Principals warned against asking students for food

By Tina Mata'afa-Tufele 15 October 2021, 12:00PM

The Ministry of Education Sports and Culture (M.E.S.C.) has advised school Principals to refrain from asking students for food.

The notice was issued as nationwide primary assessments, the Samoa Primary Education Literacy Levels (S.P.E.L.L.) and the Samoa National Assessments of Primary Education (S.N.A.P.E.) kicked off on Thursday for students in Years 2, 4, 6 and 8.

Signed by Assistant Chief Executive Officer (A.C.E.O.) Mamea Vau Peseta-Afamasaga, the communique is addressed to Principals across primary schools and colleges.

The directive reminds that M.E.S.C. regulations disallow gathering food from school students who are taking their exams this week is not allowed.

Students in Year 2, Year 4, Year 6 and Year 8 began their exams with numeracy testing on Thursday.

On Friday, students will be assessed for Samoan language and reading.

Assessments continue through next week and conclude on Friday.
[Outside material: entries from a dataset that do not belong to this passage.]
fn main() -> anyhow::Result<()> {
    simdbench::run()
}
#![warn(missing_docs)]
//! SimdBench Catalog - Benchmark Tables
//!
//! Static, read-only descriptions of every micro-benchmark simdbench knows,
//! each pairing a `BenchmarkFns` with the metadata needed to turn a raw
//! operation count into GOP/s or GB/s:
//! - [`op_benchmarks`]: vector arithmetic throughput (multiply-add chains)
//! - [`mem_benchmarks`]: load, store and copy bandwidth over private buffers
//!
//! The tables carry no runtime state and perform no rate computation.

pub mod kernels;
mod mem;
mod op;

pub use mem::{
    AlignedBuffer, MEM_ILP_VARIANTS, MIN_ALIGNMENT, MemBenchmark, MemHandle, MemParams,
    SIZE_ALIGNMENT, mem_benchmarks, n_iterations,
};
pub use op::{N_ITERATIONS, OP_ILP_VARIANTS, OpBenchmark, OpHandle, op_benchmarks};
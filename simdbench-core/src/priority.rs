//! Thread Priority Hints
//!
//! Workers ask the OS scheduler for a priority class: `High` should land on
//! the fastest ("performance") cores and `Low` on the efficiency cores. The
//! mapping is advisory. The engine only requests the class and never checks
//! where a thread actually runs.

use serde::{Deserialize, Serialize};

/// Scheduling hint requested for a worker thread
#[derive(Debug, Clone, Copy, PartialEq, Eq, Hash, Serialize, Deserialize)]
#[serde(rename_all = "kebab-case")]
pub enum PriorityClass {
    /// User-initiated priority, intended for performance cores
    High,
    /// Utility priority, intended for efficiency cores
    Low,
}

impl PriorityClass {
    /// Short label used in thread names
    pub fn as_str(self) -> &'static str {
        match self {
            PriorityClass::High => "high",
            PriorityClass::Low => "low",
        }
    }

    /// Request this class for the calling thread.
    ///
    /// Failures are logged and otherwise ignored.
    pub fn apply_to_current_thread(self) {
        if let Err(err) = apply(self) {
            tracing::debug!(class = self.as_str(), error = %err, "priority hint not applied");
        }
    }
}

impl std::fmt::Display for PriorityClass {
    fn fmt(&self, f: &mut std::fmt::Formatter<'_>) -> std::fmt::Result {
        f.write_str(self.as_str())
    }
}

#[cfg(target_vendor = "apple")]
fn apply(class: PriorityClass) -> Result<(), std::io::Error> {
    let qos = match class {
        PriorityClass::High => libc::qos_class_t::QOS_CLASS_USER_INITIATED,
        PriorityClass::Low => libc::qos_class_t::QOS_CLASS_UTILITY,
    };

    // SAFETY: only changes the QoS of the calling thread.
    let result = unsafe { libc::pthread_set_qos_class_self_np(qos, 0) };
    if result == 0 {
        Ok(())
    } else {
        Err(std::io::Error::from_raw_os_error(result))
    }
}

/// Nice value requested for low-priority workers on Linux
#[cfg(target_os = "linux")]
const LOW_PRIORITY_NICE: libc::c_int = 10;

#[cfg(target_os = "linux")]
fn apply(class: PriorityClass) -> Result<(), std::io::Error> {
    let nice = match class {
        // Lowering nice below 0 needs privileges; high workers keep the default.
        PriorityClass::High => return Ok(()),
        PriorityClass::Low => LOW_PRIORITY_NICE,
    };

    // SAFETY: gettid has no preconditions; setpriority with a thread id only
    // affects that thread on Linux.
    let result = unsafe {
        let tid = libc::syscall(libc::SYS_gettid) as libc::id_t;
        libc::setpriority(libc::PRIO_PROCESS, tid, nice)
    };

    if result == 0 {
        Ok(())
    } else {
        Err(std::io::Error::last_os_error())
    }
}

#[cfg(not(any(target_vendor = "apple", target_os = "linux")))]
fn apply(_class: PriorityClass) -> Result<(), std::io::Error> {
    // No priority classes on this platform
    Ok(())
}

#[cfg(test)]
mod tests {
    use super::*;

    #[test]
    fn test_labels() {
        assert_eq!(PriorityClass::High.as_str(), "high");
        assert_eq!(PriorityClass::Low.to_string(), "low");
    }

    #[test]
    fn test_apply_on_scratch_thread() {
        // Lowering priority is always permitted; run it on a throwaway thread
        // so the test harness thread keeps its own class.
        std::thread::spawn(|| {
            PriorityClass::Low.apply_to_current_thread();
            PriorityClass::High.apply_to_current_thread();
        })
        .join()
        .unwrap();
    }
}
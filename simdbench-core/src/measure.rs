//! Timed-Window Clock
//!
//! The engine brackets the measured region with a monotonic clock
//! (`std::time::Instant`, immune to wall-clock adjustments) and, where the
//! architecture exposes one, a raw hardware counter read alongside it.

use std::time::Duration;

/// Whether this platform provides a hardware counter for `elapsed_ticks`.
pub const HAS_CYCLE_COUNTER: bool = cfg!(any(target_arch = "x86_64", target_arch = "aarch64"));

/// Sample the hardware counter, or 0 where [`HAS_CYCLE_COUNTER`] is false.
///
/// Both reads wait for earlier instructions to complete, so the sample
/// cannot be hoisted above the work that precedes it.
#[inline(always)]
fn read_ticks() -> u64 {
    #[cfg(target_arch = "x86_64")]
    {
        let mut _core: u32 = 0;
        // SAFETY: RDTSCP is present on every x86_64 CPU this crate targets.
        unsafe { std::arch::x86_64::__rdtscp(&mut _core) }
    }
    #[cfg(target_arch = "aarch64")]
    {
        let ticks: u64;
        // SAFETY: CNTVCT_EL0 is readable from EL0 and ISB only orders the
        // instruction stream.
        unsafe {
            std::arch::asm!(
                "isb",
                "mrs {}, cntvct_el0",
                out(reg) ticks,
                options(nostack, nomem, preserves_flags),
            );
        }
        ticks
    }
    #[cfg(not(any(target_arch = "x86_64", target_arch = "aarch64")))]
    {
        0
    }
}

// ─── Timer ───────────────────────────────────────────────────────────────────

/// Brackets one timed window.
#[derive(Debug, Clone, Copy)]
pub struct Timer {
    start: std::time::Instant,
    ticks_start: u64,
}

impl Timer {
    /// Start the window
    #[inline(always)]
    pub fn start() -> Self {
        let ticks_start = read_ticks();
        Self {
            start: std::time::Instant::now(),
            ticks_start,
        }
    }

    /// Close the window, returning the monotonic duration and counter delta
    #[inline(always)]
    pub fn stop(&self) -> (Duration, u64) {
        let elapsed = self.start.elapsed();
        let ticks = read_ticks().saturating_sub(self.ticks_start);
        (elapsed, ticks)
    }
}

#[cfg(test)]
mod tests {
    use super::*;

    #[test]
    fn test_timer() {
        let timer = Timer::start();
        std::thread::sleep(Duration::from_millis(10));
        let (elapsed, ticks) = timer.stop();

        assert!(elapsed >= Duration::from_millis(10));
        assert!(elapsed < Duration::from_secs(5));
        assert_eq!(ticks > 0, HAS_CYCLE_COUNTER);
    }

    #[test]
    fn test_tick_counter() {
        if HAS_CYCLE_COUNTER {
            let a = read_ticks();
            let b = read_ticks();
            assert!(b >= a, "tick counter should be monotonic");
        } else {
            assert_eq!(read_ticks(), 0);
        }
    }
}
//! A user-defined benchmark driven by the simdbench engine.
//!
//! Each worker sums a private vector; setup allocates it outside the timed
//! window. Run with `cargo run --release --example custom_benchmark`.

use simdbench::prelude::*;
use std::hint::black_box;

struct VecSum;

struct SumParams {
    len: usize,
    passes: usize,
}

impl Benchmark for VecSum {
    type Params = SumParams;
    type Handle = (Vec<u64>, usize);

    fn setup(&self, params: &SumParams) -> Result<Self::Handle, SetupError> {
        if params.len == 0 {
            return Err(SetupError::InvalidParams("empty vector".to_string()));
        }
        Ok(((0..params.len as u64).collect(), params.passes))
    }

    fn run(&self, (data, passes): &mut Self::Handle) -> f64 {
        let mut total = 0u64;
        for _ in 0..*passes {
            total = total.wrapping_add(black_box(&*data).iter().sum::<u64>());
        }
        black_box(total);
        (data.len() * *passes) as f64
    }

    fn teardown(&self, _handle: Self::Handle) {}
}

fn main() -> anyhow::Result<()> {
    let params = SumParams {
        len: 1 << 16,
        passes: 2_000,
    };

    for threads in ["1H", "2H", "1H+1L", "0H+1L"] {
        let threads: ThreadCounts = threads.parse()?;
        let result = ExecutionRequest::new(&VecSum, &params, threads).execute()?;
        println!(
            "{:<6} {:>8.2} G additions/s ({:.2} ms)",
            threads.to_string(),
            rate_per_second(&result, GIGA),
            result.elapsed_seconds * 1000.0
        );
    }

    Ok(())
}
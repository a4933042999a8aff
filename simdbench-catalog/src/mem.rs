//! Memory transfer benchmarks.
//!
//! Each worker allocates a private source and destination buffer of
//! `MemParams::size` bytes at `MemParams::alignment` and streams through it
//! often enough to move at least 512 MiB per `run`.

use crate::kernels::memory;
use serde::{Deserialize, Serialize};
use simdbench_core::{BASELINE_FEATURE, BenchmarkFns, SetupError};
use std::alloc::{self, Layout};
use std::ptr::NonNull;

/// Buffer sizes must be a multiple of this (four 64-byte units)
pub const SIZE_ALIGNMENT: usize = 256;

/// Smallest accepted buffer alignment
pub const MIN_ALIGNMENT: usize = 16;

/// Minimum number of bytes one `run` moves per worker
const MIN_BYTES_PER_RUN: usize = 512 * 1024 * 1024;

/// Minimum number of passes over the buffer per `run`
const MIN_ITERATIONS: usize = 16;

/// Per-worker buffer geometry, shared by all workers of a request
#[derive(Debug, Clone, Copy, PartialEq, Eq, Serialize, Deserialize)]
pub struct MemParams {
    /// Bytes per buffer
    pub size: usize,
    /// Buffer start alignment in bytes
    pub alignment: usize,
}

impl MemParams {
    /// Create parameters
    pub const fn new(size: usize, alignment: usize) -> Self {
        Self { size, alignment }
    }

    /// Check size and alignment constraints
    pub fn validate(&self) -> Result<(), SetupError> {
        if self.size == 0 || self.size % SIZE_ALIGNMENT != 0 {
            return Err(SetupError::InvalidParams(format!(
                "size {} is not a non-zero multiple of {SIZE_ALIGNMENT}",
                self.size
            )));
        }
        if !self.alignment.is_power_of_two() || self.alignment < MIN_ALIGNMENT {
            return Err(SetupError::InvalidParams(format!(
                "alignment {} is not a power of two >= {MIN_ALIGNMENT}",
                self.alignment
            )));
        }
        Ok(())
    }
}

/// Passes over a buffer of `size` bytes needed for one `run`
pub fn n_iterations(size: usize) -> usize {
    (MIN_BYTES_PER_RUN / size.max(1)).max(MIN_ITERATIONS)
}

/// Heap buffer with a caller-chosen alignment, filled with a non-zero pattern
/// so every page is backed before the timed window.
pub struct AlignedBuffer {
    ptr: NonNull<u8>,
    layout: Layout,
}

// SAFETY: AlignedBuffer uniquely owns its allocation
unsafe impl Send for AlignedBuffer {}
unsafe impl Sync for AlignedBuffer {}

impl AlignedBuffer {
    /// Allocate `size` bytes aligned to `alignment`
    pub fn new(size: usize, alignment: usize) -> Result<Self, SetupError> {
        let alloc_error = || SetupError::Allocation { size, alignment };
        if size == 0 {
            return Err(alloc_error());
        }
        let layout = Layout::from_size_align(size, alignment).map_err(|_| alloc_error())?;

        // SAFETY: layout has a non-zero size
        let raw = unsafe { alloc::alloc(layout) };
        let ptr = NonNull::new(raw).ok_or_else(alloc_error)?;

        // SAFETY: ptr is valid for `size` bytes of writes
        unsafe { std::ptr::write_bytes(ptr.as_ptr(), 0xa5, size) };
        Ok(Self { ptr, layout })
    }

    /// Buffer length in bytes
    pub fn len(&self) -> usize {
        self.layout.size()
    }

    /// Whether the buffer is empty (never true for a constructed buffer)
    pub fn is_empty(&self) -> bool {
        self.layout.size() == 0
    }

    /// Alignment the buffer was allocated with
    pub fn alignment(&self) -> usize {
        self.layout.align()
    }

    /// View as bytes
    pub fn as_slice(&self) -> &[u8] {
        // SAFETY: ptr is valid and initialized for len bytes
        unsafe { std::slice::from_raw_parts(self.ptr.as_ptr(), self.len()) }
    }

    /// View as mutable bytes
    pub fn as_mut_slice(&mut self) -> &mut [u8] {
        // SAFETY: ptr is valid and initialized for len bytes, uniquely borrowed
        unsafe { std::slice::from_raw_parts_mut(self.ptr.as_ptr(), self.len()) }
    }
}

impl Drop for AlignedBuffer {
    fn drop(&mut self) {
        // SAFETY: allocated in `new` with this layout
        unsafe { alloc::dealloc(self.ptr.as_ptr(), self.layout) };
    }
}

impl std::fmt::Debug for AlignedBuffer {
    fn fmt(&self, f: &mut std::fmt::Formatter<'_>) -> std::fmt::Result {
        write!(f, "AlignedBuffer(len={}, align={})", self.len(), self.alignment())
    }
}

/// One worker's private transfer buffers
#[derive(Debug)]
pub struct MemHandle {
    src: AlignedBuffer,
    dst: AlignedBuffer,
    n_iterations: usize,
    checksum: u64,
}

impl MemHandle {
    /// Passes over the buffer per `run`
    pub fn n_iterations(&self) -> usize {
        self.n_iterations
    }

    /// Bytes moved by one pass of a load or store
    pub fn size(&self) -> usize {
        self.src.len()
    }

    /// Checksum of the last load run
    pub fn checksum(&self) -> u64 {
        self.checksum
    }

    fn total_bytes(&self) -> f64 {
        self.size() as f64 * self.n_iterations as f64
    }
}

fn setup(params: &MemParams) -> Result<MemHandle, SetupError> {
    params.validate()?;
    Ok(MemHandle {
        src: AlignedBuffer::new(params.size, params.alignment)?,
        dst: AlignedBuffer::new(params.size, params.alignment)?,
        n_iterations: n_iterations(params.size),
        checksum: 0,
    })
}

fn teardown(handle: MemHandle) {
    drop(handle);
}

fn run_load<const LANES: usize, const ILP: usize>(handle: &mut MemHandle) -> f64 {
    handle.checksum = memory::load::<LANES, ILP>(handle.src.as_slice(), handle.n_iterations);
    handle.total_bytes()
}

fn run_store<const LANES: usize, const ILP: usize>(handle: &mut MemHandle) -> f64 {
    memory::store::<LANES, ILP>(handle.dst.as_mut_slice(), handle.n_iterations);
    handle.total_bytes()
}

fn run_copy<const LANES: usize, const ILP: usize>(handle: &mut MemHandle) -> f64 {
    let n = handle.n_iterations;
    memory::copy::<LANES, ILP>(handle.src.as_slice(), handle.dst.as_mut_slice(), n);
    2.0 * handle.total_bytes()
}

/// Catalog record for one memory benchmark
#[derive(Debug, Clone, Copy)]
pub struct MemBenchmark {
    /// Setup/run/teardown entry points
    pub benchmark: BenchmarkFns<MemParams, MemHandle>,
    /// Descriptive label
    pub label: &'static str,
    /// Transfer unit encoding
    pub encoding: &'static str,
    /// Required CPU feature
    pub feature: &'static str,
    /// `load`, `store` or `copy`
    pub op_type: &'static str,
    /// 16-byte vectors transferred per unit
    pub n_vectors: usize,
    /// Element bit width, `None` if untyped
    pub data_size: Option<usize>,
    /// Independent transfers per loop iteration
    pub ilp: usize,
}

macro_rules! mem_family {
    ($run:ident, $op:literal, $label:literal, $encoding:literal, $lanes:literal) => {
        mem_family!(@ilp [1 2 4 8] $run, $op, $label, $encoding, $lanes)
    };
    (@ilp [$($ilp:literal)*] $run:ident, $op:literal, $label:literal, $encoding:literal, $lanes:literal) => {
        [$(
            MemBenchmark {
                benchmark: BenchmarkFns {
                    setup,
                    run: $run::<$lanes, $ilp>,
                    teardown,
                },
                label: $label,
                encoding: $encoding,
                feature: BASELINE_FEATURE,
                op_type: $op,
                n_vectors: $lanes / 2,
                data_size: None,
                ilp: $ilp,
            }
        ),*]
    };
}

/// Number of ILP variants per transfer kind
pub const MEM_ILP_VARIANTS: usize = 4;

static MEM_BENCHMARKS: [[MemBenchmark; MEM_ILP_VARIANTS]; 9] = [
    mem_family!(run_load, "load", "LOAD (16-byte units)", "unit-16B", 2),
    mem_family!(run_load, "load", "LOAD (32-byte units)", "unit-32B", 4),
    mem_family!(run_load, "load", "LOAD (64-byte units)", "unit-64B", 8),
    mem_family!(run_store, "store", "STORE (16-byte units)", "unit-16B", 2),
    mem_family!(run_store, "store", "STORE (32-byte units)", "unit-32B", 4),
    mem_family!(run_store, "store", "STORE (64-byte units)", "unit-64B", 8),
    mem_family!(run_copy, "copy", "LOAD/STORE (16-byte units)", "unit-16B", 2),
    mem_family!(run_copy, "copy", "LOAD/STORE (32-byte units)", "unit-32B", 4),
    mem_family!(run_copy, "copy", "LOAD/STORE (64-byte units)", "unit-64B", 8),
];

/// All memory benchmarks, grouped by label
pub fn mem_benchmarks() -> impl Iterator<Item = &'static MemBenchmark> {
    MEM_BENCHMARKS.iter().flatten()
}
Early this week, M.E.S.C. officials appeared in the second episode of the ministry’s new television programme Faailo Ao, to share information on testing and assessments.

Funeali’i Lumaava So’oa’emalelagi, a senior official at the testing and assessments division of M.E.S.C., said the tests which students are currently taking is to gauge their levels of comprehension.

Test results for students in Year 2 will help to structure learning for the student the following year in Year 3 and so on.

S.P.E.L.L. is helpful to prepare students for the college level, she said.

“The reason for this test is to see where the student needs help so teachers will know when the student goes to the next level,” said Ms. So’oa’emalelagi.

“We want to test children to see if they are comprehending curriculum numbers and reading and language arts. Our dream is that Year 12 students will have good comprehension and are ready for when they sit for the Samoa School Leaving Certificate (S.L.C.C.).”

However, she pointed out that there are some students who reach Year 12 and Year 13 who cannot pass the S.LC.C.

Further, S.P.E.L.L. is a diagnostic tool that helps teachers determine where each child’s strengths and weaknesses lie and to monitor their improvement or decline.

With the information gathered from diagnostics, educators create targeted intervention plans. The plans cannot be made without information that indicates each student’s weaknesses and strengths.

Parents have been advised by M.E.S.C. to refrain from changing their child’s name unless it has been done legally.

M.E.S.C. says parents often change a child’s name causing confusion with recordkeeping. 

Each student upon registering with M.E.S.C. receives a Student Identification Number (S.I.N.). The number is important because the M.E.S.C. system uses it to file each student’s information including test results.

Ms. So’oa’emalelagi asks parents to please prepare their children mentally for testing this week and the next.

“Students must be happy when they arrive for testing…don’t worry them too much…make sure they have breakfast in the morning…give them Samoan food, it’s good for the brain. Save the Bic Mac for another time, “ she said.

Food provided by students for educators and administrators has been a long topic of debate. 

Some parents want the practice of providing food for school teachers and administrators banned while some parents say they provide food for the teachers and administrators on their own free will, out of the goodness of their hearts.

In some places, the village supports the school by assigning families with certain days to provide breakfast and lunch for the teachers and administrators.